Stored data:

■ ■ ■ ■ ■

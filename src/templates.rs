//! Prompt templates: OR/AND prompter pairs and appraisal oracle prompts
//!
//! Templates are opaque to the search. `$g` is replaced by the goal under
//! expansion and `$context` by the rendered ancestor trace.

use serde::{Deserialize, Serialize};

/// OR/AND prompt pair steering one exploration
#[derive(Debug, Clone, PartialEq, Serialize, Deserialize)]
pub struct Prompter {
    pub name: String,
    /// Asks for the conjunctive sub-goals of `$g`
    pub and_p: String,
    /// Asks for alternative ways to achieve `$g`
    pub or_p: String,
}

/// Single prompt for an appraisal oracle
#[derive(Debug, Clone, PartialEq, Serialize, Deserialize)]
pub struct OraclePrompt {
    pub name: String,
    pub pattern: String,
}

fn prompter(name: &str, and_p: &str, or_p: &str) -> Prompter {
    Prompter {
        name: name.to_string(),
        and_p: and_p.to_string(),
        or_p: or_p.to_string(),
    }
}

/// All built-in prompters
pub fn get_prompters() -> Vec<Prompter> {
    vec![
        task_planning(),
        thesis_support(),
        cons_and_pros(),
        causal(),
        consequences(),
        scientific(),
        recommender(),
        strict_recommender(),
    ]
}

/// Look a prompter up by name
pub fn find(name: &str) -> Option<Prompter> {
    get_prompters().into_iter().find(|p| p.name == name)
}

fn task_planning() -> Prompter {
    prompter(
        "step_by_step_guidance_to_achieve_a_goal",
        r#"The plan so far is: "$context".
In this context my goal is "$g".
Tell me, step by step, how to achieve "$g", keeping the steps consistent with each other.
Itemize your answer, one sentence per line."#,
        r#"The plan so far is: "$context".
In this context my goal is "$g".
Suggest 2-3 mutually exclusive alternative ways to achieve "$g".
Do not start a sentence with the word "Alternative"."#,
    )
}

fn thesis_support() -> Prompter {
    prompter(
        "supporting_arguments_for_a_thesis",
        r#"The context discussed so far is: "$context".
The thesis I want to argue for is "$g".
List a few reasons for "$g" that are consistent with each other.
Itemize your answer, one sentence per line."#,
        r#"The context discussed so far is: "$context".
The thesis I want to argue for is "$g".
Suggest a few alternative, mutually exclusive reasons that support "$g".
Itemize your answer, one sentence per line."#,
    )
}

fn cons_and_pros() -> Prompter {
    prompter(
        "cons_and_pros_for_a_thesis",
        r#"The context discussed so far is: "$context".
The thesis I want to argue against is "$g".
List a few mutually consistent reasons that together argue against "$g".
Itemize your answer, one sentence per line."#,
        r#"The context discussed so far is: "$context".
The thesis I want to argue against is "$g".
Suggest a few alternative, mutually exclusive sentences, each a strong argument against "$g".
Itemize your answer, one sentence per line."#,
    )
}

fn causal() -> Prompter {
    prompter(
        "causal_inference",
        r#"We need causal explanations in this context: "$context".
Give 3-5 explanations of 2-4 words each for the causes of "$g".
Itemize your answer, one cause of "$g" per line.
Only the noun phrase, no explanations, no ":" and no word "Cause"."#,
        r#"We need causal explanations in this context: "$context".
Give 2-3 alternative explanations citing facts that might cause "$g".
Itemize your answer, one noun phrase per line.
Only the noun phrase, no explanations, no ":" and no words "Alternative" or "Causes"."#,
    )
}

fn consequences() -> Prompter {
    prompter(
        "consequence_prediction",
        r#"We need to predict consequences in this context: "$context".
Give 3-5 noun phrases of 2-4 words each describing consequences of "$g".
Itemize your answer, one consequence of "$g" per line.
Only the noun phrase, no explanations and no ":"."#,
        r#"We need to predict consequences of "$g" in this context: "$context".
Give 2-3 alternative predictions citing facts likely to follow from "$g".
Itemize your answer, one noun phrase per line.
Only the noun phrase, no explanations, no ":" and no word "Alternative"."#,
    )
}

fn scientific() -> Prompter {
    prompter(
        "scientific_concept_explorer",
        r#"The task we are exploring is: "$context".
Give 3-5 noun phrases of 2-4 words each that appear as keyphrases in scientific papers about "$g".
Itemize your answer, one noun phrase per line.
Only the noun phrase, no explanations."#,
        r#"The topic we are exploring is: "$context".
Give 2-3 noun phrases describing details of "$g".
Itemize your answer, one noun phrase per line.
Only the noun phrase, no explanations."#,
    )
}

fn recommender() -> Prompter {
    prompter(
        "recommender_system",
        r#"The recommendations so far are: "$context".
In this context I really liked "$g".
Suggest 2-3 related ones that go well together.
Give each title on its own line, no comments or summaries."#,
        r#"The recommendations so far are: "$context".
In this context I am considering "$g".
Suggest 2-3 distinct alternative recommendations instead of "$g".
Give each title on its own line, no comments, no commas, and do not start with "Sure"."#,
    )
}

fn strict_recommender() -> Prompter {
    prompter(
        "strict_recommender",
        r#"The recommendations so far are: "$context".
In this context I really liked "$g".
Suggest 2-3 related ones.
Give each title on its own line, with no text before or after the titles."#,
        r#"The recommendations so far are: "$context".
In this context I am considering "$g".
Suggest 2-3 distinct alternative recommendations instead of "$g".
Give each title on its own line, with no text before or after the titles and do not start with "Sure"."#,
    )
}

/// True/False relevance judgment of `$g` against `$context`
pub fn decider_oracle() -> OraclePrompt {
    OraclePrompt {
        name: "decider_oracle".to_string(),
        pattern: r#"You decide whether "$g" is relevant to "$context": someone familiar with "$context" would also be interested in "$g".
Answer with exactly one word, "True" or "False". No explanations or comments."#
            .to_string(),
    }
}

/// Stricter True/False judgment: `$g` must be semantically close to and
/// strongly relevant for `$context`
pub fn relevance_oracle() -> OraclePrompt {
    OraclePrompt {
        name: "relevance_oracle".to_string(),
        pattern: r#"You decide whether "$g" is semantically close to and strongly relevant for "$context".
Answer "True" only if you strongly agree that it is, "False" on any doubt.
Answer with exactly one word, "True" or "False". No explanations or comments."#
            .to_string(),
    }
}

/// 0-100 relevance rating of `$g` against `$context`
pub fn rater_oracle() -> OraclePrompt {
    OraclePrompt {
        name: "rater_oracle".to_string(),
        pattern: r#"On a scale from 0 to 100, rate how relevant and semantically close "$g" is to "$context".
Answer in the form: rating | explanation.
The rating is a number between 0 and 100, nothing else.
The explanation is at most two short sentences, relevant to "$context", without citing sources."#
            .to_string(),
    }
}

■ ■ ■ ■ ■

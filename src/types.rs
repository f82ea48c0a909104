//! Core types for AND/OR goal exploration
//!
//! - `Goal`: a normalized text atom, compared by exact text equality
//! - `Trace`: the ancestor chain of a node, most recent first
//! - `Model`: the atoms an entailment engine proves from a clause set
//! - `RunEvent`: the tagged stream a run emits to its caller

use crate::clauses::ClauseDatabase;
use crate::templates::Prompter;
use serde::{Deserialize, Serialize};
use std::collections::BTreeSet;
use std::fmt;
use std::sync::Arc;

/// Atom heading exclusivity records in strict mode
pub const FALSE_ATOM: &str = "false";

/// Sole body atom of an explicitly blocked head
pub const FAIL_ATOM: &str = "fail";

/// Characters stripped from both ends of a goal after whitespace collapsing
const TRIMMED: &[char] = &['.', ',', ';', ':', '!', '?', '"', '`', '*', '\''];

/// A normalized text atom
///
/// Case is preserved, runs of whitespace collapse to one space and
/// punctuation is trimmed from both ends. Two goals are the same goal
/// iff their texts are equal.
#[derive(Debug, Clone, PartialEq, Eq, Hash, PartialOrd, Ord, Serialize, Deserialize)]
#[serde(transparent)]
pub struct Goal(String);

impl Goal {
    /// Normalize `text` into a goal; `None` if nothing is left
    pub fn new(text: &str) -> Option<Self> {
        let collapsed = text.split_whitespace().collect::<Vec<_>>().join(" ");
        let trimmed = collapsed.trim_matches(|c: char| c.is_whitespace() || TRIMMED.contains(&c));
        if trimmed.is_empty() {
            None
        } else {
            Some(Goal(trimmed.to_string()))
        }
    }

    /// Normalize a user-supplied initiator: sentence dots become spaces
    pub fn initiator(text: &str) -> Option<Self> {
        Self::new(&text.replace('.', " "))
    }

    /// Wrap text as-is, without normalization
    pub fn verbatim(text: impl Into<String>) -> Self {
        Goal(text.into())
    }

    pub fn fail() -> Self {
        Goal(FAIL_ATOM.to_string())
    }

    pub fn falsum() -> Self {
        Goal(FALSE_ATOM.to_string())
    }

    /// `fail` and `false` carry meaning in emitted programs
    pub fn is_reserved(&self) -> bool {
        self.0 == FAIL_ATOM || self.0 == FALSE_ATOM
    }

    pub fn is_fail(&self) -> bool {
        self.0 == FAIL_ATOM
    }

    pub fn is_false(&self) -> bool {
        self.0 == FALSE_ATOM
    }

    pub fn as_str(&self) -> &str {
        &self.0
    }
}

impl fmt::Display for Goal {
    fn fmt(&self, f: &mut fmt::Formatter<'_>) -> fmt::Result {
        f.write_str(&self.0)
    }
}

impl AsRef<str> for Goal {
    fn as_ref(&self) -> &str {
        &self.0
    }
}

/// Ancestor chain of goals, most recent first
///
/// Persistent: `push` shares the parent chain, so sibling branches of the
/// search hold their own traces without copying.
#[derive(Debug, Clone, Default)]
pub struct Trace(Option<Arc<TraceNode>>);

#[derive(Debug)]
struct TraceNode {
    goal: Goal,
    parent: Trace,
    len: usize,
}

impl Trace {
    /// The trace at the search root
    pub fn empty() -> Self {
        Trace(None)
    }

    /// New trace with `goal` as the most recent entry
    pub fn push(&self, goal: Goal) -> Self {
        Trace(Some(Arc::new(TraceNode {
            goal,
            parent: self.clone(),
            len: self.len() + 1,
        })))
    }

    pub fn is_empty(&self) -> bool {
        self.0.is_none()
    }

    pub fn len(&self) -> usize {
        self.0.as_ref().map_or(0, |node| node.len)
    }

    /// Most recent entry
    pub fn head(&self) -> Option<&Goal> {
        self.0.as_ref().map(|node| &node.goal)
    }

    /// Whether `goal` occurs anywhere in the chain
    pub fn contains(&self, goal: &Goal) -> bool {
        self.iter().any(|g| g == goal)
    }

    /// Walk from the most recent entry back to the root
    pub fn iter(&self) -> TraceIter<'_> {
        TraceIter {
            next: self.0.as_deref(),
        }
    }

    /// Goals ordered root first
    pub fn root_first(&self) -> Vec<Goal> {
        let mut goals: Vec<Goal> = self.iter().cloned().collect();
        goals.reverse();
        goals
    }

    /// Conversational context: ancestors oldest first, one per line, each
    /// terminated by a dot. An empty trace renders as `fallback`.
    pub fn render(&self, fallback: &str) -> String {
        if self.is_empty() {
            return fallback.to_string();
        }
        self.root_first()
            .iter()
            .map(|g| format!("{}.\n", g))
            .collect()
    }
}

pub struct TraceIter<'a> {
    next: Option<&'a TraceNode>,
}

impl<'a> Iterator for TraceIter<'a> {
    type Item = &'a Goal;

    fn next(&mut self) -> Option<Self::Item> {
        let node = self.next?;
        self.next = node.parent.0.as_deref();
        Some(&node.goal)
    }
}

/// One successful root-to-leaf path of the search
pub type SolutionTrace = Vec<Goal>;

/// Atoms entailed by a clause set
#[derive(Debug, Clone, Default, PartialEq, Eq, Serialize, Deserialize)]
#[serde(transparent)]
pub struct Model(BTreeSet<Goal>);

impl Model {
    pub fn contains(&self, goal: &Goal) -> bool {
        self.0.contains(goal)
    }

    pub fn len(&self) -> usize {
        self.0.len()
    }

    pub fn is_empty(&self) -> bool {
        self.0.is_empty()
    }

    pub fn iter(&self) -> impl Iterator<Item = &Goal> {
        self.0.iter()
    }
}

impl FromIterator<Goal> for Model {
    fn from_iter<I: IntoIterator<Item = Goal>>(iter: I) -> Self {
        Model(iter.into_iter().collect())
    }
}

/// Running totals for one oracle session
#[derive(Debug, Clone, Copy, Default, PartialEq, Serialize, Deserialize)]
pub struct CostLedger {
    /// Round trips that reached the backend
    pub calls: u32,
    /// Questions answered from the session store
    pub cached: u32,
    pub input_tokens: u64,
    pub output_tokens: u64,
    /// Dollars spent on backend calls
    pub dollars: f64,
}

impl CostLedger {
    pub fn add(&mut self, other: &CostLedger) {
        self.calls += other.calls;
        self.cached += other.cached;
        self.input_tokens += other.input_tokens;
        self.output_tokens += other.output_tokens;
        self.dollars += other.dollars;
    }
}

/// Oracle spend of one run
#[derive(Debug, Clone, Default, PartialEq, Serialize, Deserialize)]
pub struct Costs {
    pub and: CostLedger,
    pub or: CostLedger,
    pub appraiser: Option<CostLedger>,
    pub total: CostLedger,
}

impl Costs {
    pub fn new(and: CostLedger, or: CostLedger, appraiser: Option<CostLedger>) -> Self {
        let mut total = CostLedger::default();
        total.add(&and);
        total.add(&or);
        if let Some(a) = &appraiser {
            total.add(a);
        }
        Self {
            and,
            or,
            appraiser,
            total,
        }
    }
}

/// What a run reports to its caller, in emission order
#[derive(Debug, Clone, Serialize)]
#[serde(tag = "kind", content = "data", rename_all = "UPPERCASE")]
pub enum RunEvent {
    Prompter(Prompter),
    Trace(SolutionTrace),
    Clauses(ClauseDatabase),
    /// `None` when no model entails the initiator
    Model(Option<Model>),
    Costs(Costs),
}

■ ■ ■ ■ ■

■ TO DO:
Using the data above, reproduce exactly the lines from the line that contains "filename src/templates.rs" through the line that contains "Tell me, step", including both.

■ ANSWER TO THE EXERCISE:
filename src/templates.rs
//! Prompt templates: OR/AND prompter pairs and appraisal oracle prompts
//!
//! Templates are opaque to the search. `$g` is replaced by the goal under
//! expansion and `$context` by the rendered ancestor trace.

use serde::{Deserialize, Serialize};

/// OR/AND prompt pair steering one exploration
#[derive(Debug, Clone, PartialEq, Serialize, Deserialize)]
pub struct Prompter {
    pub name: String,
    /// Asks for the conjunctive sub-goals of `$g`
    pub and_p: String,
    /// Asks for alternative ways to achieve `$g`
    pub or_p: String,
}

/// Single prompt for an appraisal oracle
#[derive(Debug, Clone, PartialEq, Serialize, Deserialize)]
pub struct OraclePrompt {
    pub name: String,
    pub pattern: String,
}

fn prompter(name: &str, and_p: &str, or_p: &str) -> Prompter {
    Prompter {
        name: name.to_string(),
        and_p: and_p.to_string(),
        or_p: or_p.to_string(),
    }
}

/// All built-in prompters
pub fn get_prompters() -> Vec<Prompter> {
    vec![
        task_planning(),
        thesis_support(),
        cons_and_pros(),
        causal(),
        consequences(),
        scientific(),
        recommender(),
        strict_recommender(),
    ]
}

/// Look a prompter up by name
pub fn find(name: &str) -> Option<Prompter> {
    get_prompters().into_iter().find(|p| p.name == name)
}

fn task_planning() -> Prompter {
    prompter(
        "step_by_step_guidance_to_achieve_a_goal",
        r#"The plan so far is: "$context".
In this context my goal is "$g".
Tell me, step by step, how to achieve "$g", keeping the steps consistent with each other.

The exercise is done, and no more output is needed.